Many counselors in Sri Lanka don't come across depersonalization disorder as a presenting problem. Even if they do, the chances of misinterpreting the symptoms are high because the condition of depersonalization is not very common. Another reason is that depersonalization is usually presented with other comorbidities such as anxiety or depression.
However, during the past few years, we have seen a rise in clients presenting with depersonalization symptoms. We found that for many, symptoms presented immediately after marijuana (also known as weed, ganja, or pot in Sri Lanka) use.
Amal's first experience with weed left him in a bad state. Along with the psychoactive effects, he started to feel extremely anxious, and then he panicked. He felt as if he was losing total control over himself and thought he was going insane. He had to ask his friend to call his father to come and pick him up because he felt like he and his body had separated. He felt unable to walk! During the next few hours, Amal felt as if he was gaining some control, but soon that feeling would vanish and his dissociation would set in again.
That night, Amal went to sleep thinking this feeling would pass in the morning, but unfortunately, that did not happen. Amal was one of the unlucky ones. If you are lucky, this experience will last only a short time and will go away after a few hours. And it is best that you avoid marijuana in the future. As for Amal, the change is more long-term because something about his body chemistry did not sit well with weed. There is no way to predict who will experience this depersonalization after marijuana use. But an important statistic to remember is that depersonalization disorder is prevelent in only about 2% of the population, and there are other causes (trauma, stress) for depersonalization disorder (DPD).
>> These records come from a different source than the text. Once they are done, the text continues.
// SPDX-License-Identifier: MIT
//! Error taxonomy for telemetry setup, request handling and shutdown.
//!
//! Startup variants ([`TelemetryError::Config`], [`TelemetryError::Construction`],
//! [`TelemetryError::InstrumentCreation`], [`TelemetryError::Subscriber`]) are fatal.
//! Shutdown variants are logged and never stop the remaining pipelines from draining.
//! [`TelemetryError::RequestEncoding`] stays local to the request that produced it.
use std::fmt;
use std::time::Duration;

use opentelemetry_otlp::ExporterBuildError;
use opentelemetry_sdk::error::OTelSdkError;
use thiserror::Error;

/// The three telemetry signals, each with its own exporter and provider.
#[derive(Clone, Copy, Debug, PartialEq, Eq, Hash)]
pub enum Signal {
    Traces,
    Metrics,
    Logs,
}

impl Signal {
    /// OTLP/HTTP path for this signal, relative to the collector base URL.
    pub fn path(self) -> &'static str {
        match self {
            Signal::Traces => "v1/traces",
            Signal::Metrics => "v1/metrics",
            Signal::Logs => "v1/logs",
        }
    }
}

impl fmt::Display for Signal {
    fn fmt(&self, f: &mut fmt::Formatter<'_>) -> fmt::Result {
        f.write_str(match self {
            Signal::Traces => "traces",
            Signal::Metrics => "metrics",
            Signal::Logs => "logs",
        })
    }
}

#[derive(Debug, Error)]
pub enum TelemetryError {
    /// The collector endpoint could not be turned into a usable host.
    #[error("invalid collector endpoint `{endpoint}`: {reason}")]
    Config { endpoint: String, reason: String },

    #[error("failed to build {signal} exporter")]
    Construction {
        signal: Signal,
        #[source]
        source: ExporterBuildError,
    },

    #[error("invalid instrument `{name}`: {reason}")]
    InstrumentCreation { name: String, reason: &'static str },

    #[error("failed to install tracing subscriber")]
    Subscriber(#[from] tracing_subscriber::util::TryInitError),

    #[error("{component} did not shut down within {timeout:?}")]
    ShutdownTimeout { component: String, timeout: Duration },

    #[error("{component} shutdown failed: {reason}")]
    Shutdown { component: String, reason: String },

    #[error("failed to encode response body")]
    RequestEncoding(#[from] serde_json::Error),
}

impl TelemetryError {
    /// Map an SDK shutdown error for `signal` onto the crate taxonomy.
    ///
    /// SDK-side timeouts keep their own duration; anything else becomes [`TelemetryError::Shutdown`].
    pub fn from_sdk(signal: Signal, err: OTelSdkError) -> Self {
        let component = format!("{signal} provider");
        match err {
            OTelSdkError::Timeout(timeout) => TelemetryError::ShutdownTimeout { component, timeout },
            other => TelemetryError::Shutdown {
                component,
                reason: other.to_string(),
            },
        }
    }

    /// True for both transport and provider deadline overruns.
    pub fn is_timeout(&self) -> bool {
        matches!(self, TelemetryError::ShutdownTimeout { .. })
    }
}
According to Simeon (2004), some medications such as clomipramine, fluoxetine, lamotrigine, and opioid antagonists might be prescribed for depersonalization disorder (DPD), but there is not much evidence that any of these have a potent anti-dissociative effect. Benzodiazepines (Xanax, Klonopine, Ativan, and Valium) might be prescribed when the DPD patient also presents with anxiety. These are anti-anxiety drugs (anxiolytics). These drugs diminish autonomic arousal and consequently diminish dissociative symptoms. Let's look at this from another angle: Depersonalization brings on anxiety. Benzodiazepines might relieve this secondary symptom (anxiety) only, but not DPD. Discontinuing these drugs is another story altogether (Otto et al., 1993), but it is a story that all mental health professionals need to know well.
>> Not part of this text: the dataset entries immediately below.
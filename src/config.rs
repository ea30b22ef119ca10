// SPDX-License-Identifier: MIT
//! Process configuration sourced from environment variables.
//!
//! Values are read once in the `Default` impls; every field is an owned value so the
//! config can be moved into tasks freely.
use std::net::{Ipv4Addr, SocketAddr};
use std::time::Duration;

use url::Url;

use crate::error::TelemetryError;

/// Collector used when `OTEL_EXPORTER_OTLP_ENDPOINT` is unset.
pub const DEFAULT_ENDPOINT: &str = "http://localhost:4318";
/// Port the `/hello` route is served on, on all interfaces.
pub const DEFAULT_PORT: u16 = 3001;
pub const DEFAULT_SHUTDOWN_TIMEOUT: Duration = Duration::from_secs(10);
pub const DEFAULT_METRIC_INTERVAL: Duration = Duration::from_secs(5);

const SCHEMES: [&str; 2] = ["http://", "https://"];

/// Configuration used when building the telemetry pipelines.
///
/// Values are sourced from environment variables if available:
/// * `OTEL_EXPORTER_OTLP_ENDPOINT` – base endpoint (e.g. `http://localhost:4318`).
/// * `OTEL_SERVICE_NAME` – service name resource attribute.
/// * `RUST_ENV` – deployment environment (added as `deployment.environment`).
/// * `OTEL_EXPORTER_OTLP_INSECURE` – must stay unset or `true`; exporters only speak plaintext HTTP.
#[derive(Clone, Debug)]
pub struct TelemetryConfig {
    /// Base OTLP endpoint, with or without scheme. Example: `http://localhost:4318`.
    pub endpoint: String,
    /// Service name reported in resource attributes (`service.name`).
    pub service_name: String,
    /// Service version reported in resource attributes (`service.version`).
    pub service_version: String,
    /// Deployment environment reported as `deployment.environment`.
    pub environment: String,
    /// Export over plaintext HTTP. `false` is rejected when the exporters are built.
    pub insecure: bool,
    /// How often the periodic reader pushes aggregated metrics.
    pub metric_interval: Duration,
}

impl Default for TelemetryConfig {
    fn default() -> Self {
        Self {
            endpoint: std::env::var("OTEL_EXPORTER_OTLP_ENDPOINT")
                .unwrap_or_else(|_| DEFAULT_ENDPOINT.to_string()),
            service_name: std::env::var("OTEL_SERVICE_NAME")
                .unwrap_or_else(|_| env!("CARGO_PKG_NAME").to_string()),
            service_version: env!("CARGO_PKG_VERSION").to_string(),
            environment: std::env::var("RUST_ENV").unwrap_or_else(|_| "dev".into()),
            insecure: std::env::var("OTEL_EXPORTER_OTLP_INSECURE")
                .map(|v| !v.trim().eq_ignore_ascii_case("false"))
                .unwrap_or(true),
            metric_interval: DEFAULT_METRIC_INTERVAL,
        }
    }
}

impl TelemetryConfig {
    /// Host (and optional port) the exporters connect to.
    ///
    /// # Errors
    /// [`TelemetryError::Config`] when the endpoint has no host or carries a path, query or fragment.
    pub fn endpoint_host(&self) -> Result<String, TelemetryError> {
        parse_host(&self.endpoint)
    }
}

/// Top-level service configuration.
#[derive(Clone, Debug)]
pub struct AppConfig {
    pub telemetry: TelemetryConfig,
    pub listen_addr: SocketAddr,
    /// Upper bound for draining the transport and every provider.
    pub shutdown_timeout: Duration,
    /// Fills the `<source>` slot of `Hello from <source>!`.
    pub greeting_source: String,
}

impl Default for AppConfig {
    fn default() -> Self {
        Self {
            telemetry: TelemetryConfig::default(),
            listen_addr: SocketAddr::from((Ipv4Addr::UNSPECIFIED, DEFAULT_PORT)),
            shutdown_timeout: DEFAULT_SHUTDOWN_TIMEOUT,
            greeting_source: "Rust".to_string(),
        }
    }
}

/// Remove any leading `http://` / `https://`, trailing slashes and surrounding whitespace.
///
/// Repeated prefixes are all removed, so `strip_scheme(strip_scheme(x)) == strip_scheme(x)`.
pub fn strip_scheme(endpoint: &str) -> &str {
    let mut rest = endpoint.trim_start();
    while let Some(stripped) = SCHEMES.iter().find_map(|scheme| rest.strip_prefix(scheme)) {
        rest = stripped.trim_start();
    }
    rest.trim_end_matches(|c: char| c == '/' || c.is_whitespace())
}

/// Strip the scheme from `endpoint` and check that what remains is a bare authority.
pub fn parse_host(endpoint: &str) -> Result<String, TelemetryError> {
    let invalid = |reason: &str| TelemetryError::Config {
        endpoint: endpoint.to_string(),
        reason: reason.to_string(),
    };

    let host = strip_scheme(endpoint);
    if host.is_empty() {
        return Err(invalid("no host"));
    }
    if host.contains(char::is_whitespace) {
        return Err(invalid("whitespace in host"));
    }
    let url = Url::parse(&format!("http://{host}")).map_err(|e| invalid(&e.to_string()))?;
    if url.host_str().map_or(true, str::is_empty) {
        return Err(invalid("no host"));
    }
    if url.path() != "/" || url.query().is_some() || url.fragment().is_some() {
        return Err(invalid("path, query and fragment are not allowed"));
    }
    Ok(host.to_string())
}

#[cfg(test)]
mod tests {
    use super::*;
    use tokio_test::{assert_err, assert_ok};

    #[test]
    fn strips_https_scheme() {
        assert_eq!(
            strip_scheme("https://collector.example:4318"),
            "collector.example:4318"
        );
    }

    #[test]
    fn strips_http_scheme_and_trailing_slash() {
        assert_eq!(strip_scheme("http://localhost:4318/"), "localhost:4318");
    }

    #[test]
    fn bare_host_is_untouched() {
        assert_eq!(strip_scheme("otel-collector:4318"), "otel-collector:4318");
    }

    #[test]
    fn stripping_is_idempotent() {
        for endpoint in [
            "http://localhost:4318",
            "https://collector.example:4318",
            "http://https://nested:1",
            "collector",
            "http://",
            "http://x /",
            "http:// http://x",
            " https://collector:4318/ / ",
        ] {
            let once = strip_scheme(endpoint);
            assert_eq!(strip_scheme(once), once, "endpoint {endpoint}");
            assert!(!once.starts_with("http://") && !once.starts_with("https://"));
            assert_eq!(once.trim(), once, "endpoint {endpoint}");
        }
        assert_eq!(strip_scheme("http:// http://x"), "x");
        assert_eq!(strip_scheme("http://x /"), "x");
    }

    #[test]
    fn parse_host_accepts_host_and_port() {
        assert_eq!(
            assert_ok!(parse_host("https://collector.example:4318")),
            "collector.example:4318"
        );
        assert_eq!(assert_ok!(parse_host("localhost")), "localhost");
    }

    #[test]
    fn parse_host_rejects_garbage() {
        for endpoint in [
            "",
            "http://",
            "https:///",
            "http://host:notaport",
            "http://host:4318/otel",
            "http://col lector:4318",
            "http://x\t:4318",
        ] {
            let err = assert_err!(parse_host(endpoint));
            assert!(matches!(err, TelemetryError::Config { .. }), "endpoint {endpoint:?}");
        }
    }

    #[test]
    fn endpoint_host_uses_configured_endpoint() {
        let cfg = TelemetryConfig {
            endpoint: "http://otel:4318".into(),
            ..TelemetryConfig::default()
        };
        assert_eq!(cfg.endpoint_host().unwrap(), "otel:4318");
    }
}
When treating DPD, acceptance and commitment therapy (ACT) is the therapy of choice for many counselors. To get a good understanding of ACT, we highly recommend the book Get Out of Your Mind and into Your Life by S. C. Hayes. But for clinicians who need guidance in applying the ACT principles to DPD, we recommend Overcoming Depersonalization Disorder by Neziroglu and Donnelly.
If you are suffering from dissociation or depersonalization, it is extremely important that you stay away from depersonalization forums on the internet. There are people on these forums who talk about suffering with DPD for years. We must realize that those who take the right actions and recover will no longer be active in the forums. It is easy to get depressed by reading comments from people who are not recovering. Depersonalization is an alarm that the body sounds in case of danger. Therapy helps with accepting and changing thoughts and ideas about DPD so that the body learns to shut off that alarm. But engaging in forums keeps that alarm going on and on.